Fully vaccinated families no longer need to isolate themselves for 14 days if their child is identified as a close COVID-19 contact at school.
- A parent will be designated as the primary caregiver
- This person can leave the house but must avoid high risk options
- Unvaccinated parents must continue to isolate for 14 days
Under the changes, which will take effect with immediate effect, one parent will be designated as the child’s primary caregiver during the isolation period.
They will be able to leave the home but must avoid high-risk environments such as hospitals and nursing homes.
The rest of the family will be able to perform their daily work without having to isolate themselves.
Other children in the household who are unvaccinated should be tested.
If the result comes back negative, they can continue their normal life, but they should avoid contact with their siblings, who are the close contact, and the parent who is their designated caregiver.
Parents and other adults in the household who have not been vaccinated still need to isolate themselves with their children for a full two weeks.
Seven schools in New South Wales are currently closed for COVID-19 cleaning and are expected to reopen earlier this week.
All families who are halfway through their isolation period can now follow the new rules.
New South Wales Education Minister Sarah Mitchell said the updated advice on close contact in schools was designed to ease disruption for students and their families.

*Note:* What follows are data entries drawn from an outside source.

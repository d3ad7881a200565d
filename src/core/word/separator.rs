// Separator-based word transformations

use std::sync::OnceLock;

use regex::Regex;
use serde::Deserialize;

use crate::core::filter::{map_scalars, Filter};
use crate::models::config::parse_options;
use crate::models::{FilterError, Value};

fn space() -> String {
    " ".to_string()
}

fn dash() -> String {
    "-".to_string()
}

/// Unicode `Z` category: space, line and paragraph separators
fn is_separator_char(c: char) -> bool {
    matches!(
        c,
        '\u{20}' | '\u{a0}' | '\u{1680}' | '\u{2000}'..='\u{200a}' | '\u{2028}' | '\u{2029}' | '\u{202f}' | '\u{205f}' | '\u{3000}'
    )
}

/// Unicode `Nd`: decimal digits only, not numerals such as `½` or `²`
fn is_decimal_digit(c: char) -> bool {
    if c.is_ascii() {
        return c.is_ascii_digit();
    }
    static PATTERN: OnceLock<Regex> = OnceLock::new();
    let pattern = PATTERN.get_or_init(|| Regex::new(r"^\p{Nd}$").expect("digit pattern is valid"));
    let mut buf = [0u8; 4];
    pattern.is_match(c.encode_utf8(&mut buf))
}

fn push_upper(out: &mut String, c: char) {
    out.extend(c.to_uppercase());
}

#[derive(Debug, Clone, Deserialize)]
#[serde(default)]
pub struct SeparatorToSeparatorOptions {
    pub search_separator: String,
    pub replacement_separator: String,
}

impl Default for SeparatorToSeparatorOptions {
    fn default() -> Self {
        Self {
            search_separator: space(),
            replacement_separator: dash(),
        }
    }
}

/// Replace one separator with another
#[derive(Debug, Clone)]
pub struct SeparatorToSeparator {
    search: String,
    replacement: String,
}

impl SeparatorToSeparator {
    pub fn new(search: impl Into<String>, replacement: impl Into<String>) -> Self {
        Self {
            search: search.into(),
            replacement: replacement.into(),
        }
    }

    pub fn from_options(options: serde_json::Value) -> Result<Self, FilterError> {
        let options: SeparatorToSeparatorOptions = parse_options("SeparatorToSeparator", options)?;
        Ok(Self::new(options.search_separator, options.replacement_separator))
    }

    pub fn convert(&self, input: &str) -> String {
        input.replace(&self.search, &self.replacement)
    }
}

impl Filter for SeparatorToSeparator {
    fn filter(&self, value: Value) -> Result<Value, FilterError> {
        Ok(map_scalars(value, &|s: &str| self.convert(s)))
    }
}

#[derive(Debug, Clone, Deserialize)]
#[serde(default)]
pub struct SeparatorOptions {
    pub separator: String,
}

impl Default for SeparatorOptions {
    fn default() -> Self {
        Self { separator: space() }
    }
}

/// Join separated words into CamelCase
#[derive(Debug, Clone)]
pub struct SeparatorToCamelCase {
    separator: String,
}

impl SeparatorToCamelCase {
    pub fn new(separator: impl Into<String>) -> Self {
        Self {
            separator: separator.into(),
        }
    }

    pub fn from_options(options: serde_json::Value) -> Result<Self, FilterError> {
        let options: SeparatorOptions = parse_options("SeparatorToCamelCase", options)?;
        Ok(Self::new(options.separator))
    }

    pub fn convert(&self, input: &str) -> String {
        let mut joined = String::with_capacity(input.len());
        let mut rest = input;

        while !rest.is_empty() {
            if let Some(after) = rest.strip_prefix(self.separator.as_str()) {
                let mut chars = after.chars();
                if let Some(next) = chars.next().filter(|c| !is_separator_char(*c)) {
                    push_upper(&mut joined, next);
                    rest = chars.as_str();
                    continue;
                }
            }
            let mut chars = rest.chars();
            if let Some(c) = chars.next() {
                joined.push(c);
            }
            rest = chars.as_str();
        }

        let mut chars = joined.chars();
        match chars.next() {
            Some(first) if !is_separator_char(first) => {
                let mut out = String::with_capacity(joined.len());
                push_upper(&mut out, first);
                out.push_str(chars.as_str());
                out
            }
            _ => joined,
        }
    }
}

impl Filter for SeparatorToCamelCase {
    fn filter(&self, value: Value) -> Result<Value, FilterError> {
        Ok(map_scalars(value, &|s: &str| self.convert(s)))
    }
}

/// Split CamelCase words with a separator
#[derive(Debug, Clone)]
pub struct CamelCaseToSeparator {
    separator: String,
}

impl CamelCaseToSeparator {
    pub fn new(separator: impl Into<String>) -> Self {
        Self {
            separator: separator.into(),
        }
    }

    pub fn from_options(options: serde_json::Value) -> Result<Self, FilterError> {
        let options: SeparatorOptions = parse_options("CamelCaseToSeparator", options)?;
        Ok(Self::new(options.separator))
    }

    pub fn convert(&self, input: &str) -> String {
        // "ABCWord" -> "ABC Word": an upper+lower pair after an uppercase letter
        let chars: Vec<char> = input.chars().collect();
        let starts_word: Vec<bool> = (0..chars.len())
            .map(|i| {
                i > 0
                    && chars[i - 1].is_uppercase()
                    && chars[i].is_uppercase()
                    && chars.get(i + 1).is_some_and(|n| n.is_lowercase())
            })
            .collect();

        // "camelCase2Word" -> "camel Case2 Word": an uppercase letter after a lowercase letter or digit
        let mut out = String::with_capacity(input.len() + self.separator.len() * 4);
        let mut previous: Option<char> = None;
        for (&c, &split) in chars.iter().zip(&starts_word) {
            if split {
                out.push_str(&self.separator);
                previous = self.separator.chars().last();
            }
            if c.is_uppercase() && previous.is_some_and(|p| p.is_lowercase() || is_decimal_digit(p)) {
                out.push_str(&self.separator);
            }
            out.push(c);
            previous = Some(c);
        }
        out
    }
}

impl Filter for CamelCaseToSeparator {
    fn filter(&self, value: Value) -> Result<Value, FilterError> {
        Ok(map_scalars(value, &|s: &str| self.convert(s)))
    }
}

“After having such a period of lockdown, it was a real shame that they were back in isolation,” Mitchell said.
“We certainly had some feedback and questions from families about what these requirements meant and how impractical it was, especially when parents were going out to work.
The announcement came when NSW Health announced that people from tomorrow can get booster jabs from state-run clinics including Sydney Olympic Park, Macquarie Fields in southwest Sydney, Wollongong and Newcastle.
People will be eligible for a booster shot six months after their second dose of any COVID-19 vaccine.
Pfizer is the only available booster dose, but NSW Health said it could be used no matter what vaccine people had received as their first or second dose.
“This booster shot will help people maintain a high level of protection against the COVID-19 virus, including the Delta variant,” they said.
GPs and pharmacies can also administer booster jabs to eligible persons.
In the reporting period to kl. 20 on Saturday, NSW registered 177 new cases, the lowest number of cases since July, as well as a COVID-related death.
The number of people diagnosed with COVID in NSW since the beginning of the pandemic has now passed 75,000.
There are currently 340 patients with COVID-19 being treated at NSW hospitals, 78 of whom are in need of intensive care.
A total of 93.5 percent of people over the age of 16 have received at least one dose of a COVID vaccine, and 87.7 percent are fully vaccinated.
In the age group 12-15 years, 79.2 percent had received their first dose, and 60.5 percent are fully vaccinated.
The education minister said the change in policy is about learning to live with the virus in a school.
“Overall, the return to school has gone incredibly well,” she said.
“Yes, we have had some schools that have been affected by COVID cases, but that has been the case over the last 18 months and our schools have very good systems to deal with it – we close, we contact tracks and we clean. “
NSW Health Minister Brad Hazzard said the government is continually reviewing rules based on the latest health advice.
“It’s now moved to the point where a relative, a parent, grandparent, can be the designated person if you will, provided the person is vaccinated,” he said.
“Every day, as we look at the numbers across NSW, we become more and more confident in what we can actually do.”